**Try it**
Copy all lines holding the word "charset" from the entries.

**Data shown**
▶

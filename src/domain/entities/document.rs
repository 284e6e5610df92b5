//! Document Entity
//!
//! 업스트림 콘텐츠 API(`/documents/{id}`, `/documents/{id}/public`)가 반환하는
//! 퀴즈 문서의 읽기 전용 표현입니다. 이 서비스는 문서를 소유하거나 수정하지 않으며,
//! 요청 하나의 수명 동안만 사용합니다.

use serde::{Deserialize, Serialize};

/// 퀴즈 유형
#[derive(Debug, Clone, Copy, PartialEq, Eq, Serialize, Deserialize)]
#[serde(rename_all = "SCREAMING_SNAKE_CASE")]
pub enum QuizType {
    /// 순서 맞추기
    MixUp,
    /// 객관식
    MultipleChoice,
}

/// 문서에 포함된 개별 퀴즈
#[derive(Debug, Clone, Serialize, Deserialize)]
#[serde(rename_all = "camelCase")]
pub struct Quiz {
    pub id: i64,
    pub question: String,
    #[serde(default)]
    pub answer: String,
    #[serde(default)]
    pub explanation: String,
    /// 선택지 (순서 맞추기 문제는 비어 있을 수 있음)
    #[serde(default)]
    pub options: Vec<String>,
    pub quiz_type: QuizType,
}

/// 퀴즈 문서
///
/// 업스트림 JSON 필드는 camelCase이며, 누락된 불리언/배열 필드는 기본값으로 채웁니다.
#[derive(Debug, Clone, Serialize, Deserialize)]
#[serde(rename_all = "camelCase")]
pub struct Document {
    pub id: i64,
    /// 작성자 이름
    pub creator: String,
    /// 문서 제목
    pub name: String,
    pub emoji: String,
    pub category: String,
    /// 도전 횟수
    #[serde(default)]
    pub try_count: i64,
    #[serde(default)]
    pub bookmark_count: i64,
    #[serde(default)]
    pub total_quiz_count: i64,
    #[serde(default)]
    pub is_bookmarked: bool,
    /// ISO-8601 생성 시각 (원문 그대로 보관)
    pub created_at: String,
    #[serde(default)]
    pub is_owner: bool,
    #[serde(default)]
    pub quizzes: Vec<Quiz>,
}

impl Document {
    /// 문서에 포함된 퀴즈 문제 텍스트를 순서대로 반환합니다.
    pub fn questions(&self) -> impl Iterator<Item = &str> {
        self.quizzes.iter().map(|quiz| quiz.question.as_str())
    }
}
//! # Quiz Detail HTTP Handlers
//!
//! 퀴즈 상세 페이지 요청을 처리하는 핸들러입니다.
//! 세 가지 URL 형태가 모두 같은 파이프라인([`QuizDetailService::handle`])으로 모입니다.
//!
//! | 메서드 | 경로 | 로케일 | canonical |
//! |--------|------|--------|-----------|
//! | `GET` | `/{locale}/quiz-detail/{id}` | 경로 값 (정규화) | `/{locale}/quiz-detail/{id}` |
//! | `GET` | `/quiz-detail/{id}` | ko | `/explore/detail/{id}` |
//! | `GET` | `/explore/detail/{id}` | ko | `/explore/detail/{id}` |
//!
//! ## 응답
//!
//! - 사람 방문자 (리다이렉트 정책 적용 시): `302 Found`, 빈 본문
//! - 크롤러 또는 리다이렉트하지 않는 경우: `200 OK`, `text/html; charset=utf-8`
//!
//! 업스트림 문서 API가 실패해도 폴백 페이지를 렌더링하므로 에러 응답은 없습니다.
//!
//! ```bash
//! # 크롤러로 요청
//! curl -A "facebookexternalhit/1.1" http://localhost:8080/ko/quiz-detail/42
//!
//! # 사람 브라우저로 요청 (프로덕션이면 302)
//! curl -i -A "Mozilla/5.0 ... Chrome/120.0" http://localhost:8080/en/quiz-detail/42
//! ```

use actix_web::http::header;
use actix_web::{get, web, HttpRequest, HttpResponse};
use log::debug;
use crate::domain::dto::{CrawlerCheckResponse, LocalizedQuizPath, QuizDetailRequest, RouteVariant};
use crate::domain::locale::Locale;
use crate::services::quiz_detail::{QuizDetailOutcome, QuizDetailService};

/// 현재 형식의 퀴즈 상세 페이지
#[get("/{locale}/quiz-detail/{id}")]
pub async fn localized_quiz_detail(
    req: HttpRequest,
    path: web::Path<LocalizedQuizPath>,
    service: web::Data<QuizDetailService>,
) -> HttpResponse {
    let path = path.into_inner();
    let request = QuizDetailRequest {
        locale: Locale::normalize(&path.locale),
        id: path.id,
        user_agent: user_agent(&req),
        variant: RouteVariant::Localized,
    };

    respond(service.handle(&request).await)
}

/// 로케일 없는 구형식 `/quiz-detail/{id}`
#[get("/quiz-detail/{id}")]
pub async fn legacy_quiz_detail(
    req: HttpRequest,
    id: web::Path<String>,
    service: web::Data<QuizDetailService>,
) -> HttpResponse {
    respond(service.handle(&legacy_request(&req, id.into_inner())).await)
}

/// 로케일 없는 구형식 `/explore/detail/{id}`
#[get("/explore/detail/{id}")]
pub async fn explore_detail(
    req: HttpRequest,
    id: web::Path<String>,
    service: web::Data<QuizDetailService>,
) -> HttpResponse {
    respond(service.handle(&legacy_request(&req, id.into_inner())).await)
}

/// 호출자의 User-Agent 판별 결과를 반환합니다.
///
/// ```json
/// { "userAgent": "facebookexternalhit/1.1", "isCrawler": true }
/// ```
#[get("/crawler-check")]
pub async fn crawler_check(
    req: HttpRequest,
    service: web::Data<QuizDetailService>,
) -> HttpResponse {
    let user_agent = user_agent(&req);
    let is_crawler = service.is_crawler(&user_agent);
    debug!("크롤러 판별 요청: {} → {}", user_agent, is_crawler);

    HttpResponse::Ok().json(CrawlerCheckResponse { user_agent, is_crawler })
}

/// 레거시 경로는 한국어 페이지이므로 업스트림에도 `X-Locale: ko`로 요청합니다.
fn legacy_request(req: &HttpRequest, id: String) -> QuizDetailRequest {
    QuizDetailRequest {
        locale: Locale::Ko,
        id,
        user_agent: user_agent(req),
        variant: RouteVariant::Legacy,
    }
}

/// User-Agent 헤더 값 (없거나 ASCII가 아니면 빈 문자열)
fn user_agent(req: &HttpRequest) -> String {
    req.headers()
        .get(header::USER_AGENT)
        .and_then(|value| value.to_str().ok())
        .unwrap_or_default()
        .to_string()
}

fn respond(outcome: QuizDetailOutcome) -> HttpResponse {
    match outcome {
        QuizDetailOutcome::Redirect(url) => HttpResponse::Found()
            .insert_header((header::LOCATION, url))
            .finish(),
        QuizDetailOutcome::Page(html) => HttpResponse::Ok()
            .content_type("text/html; charset=utf-8")
            .body(html),
    }
}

◀

**Result of this task**
//! - 크롤러 또는 리다이렉트하지 않는 경우: `200 OK`, `text/html; charset=utf-8`
            .content_type("text/html; charset=utf-8")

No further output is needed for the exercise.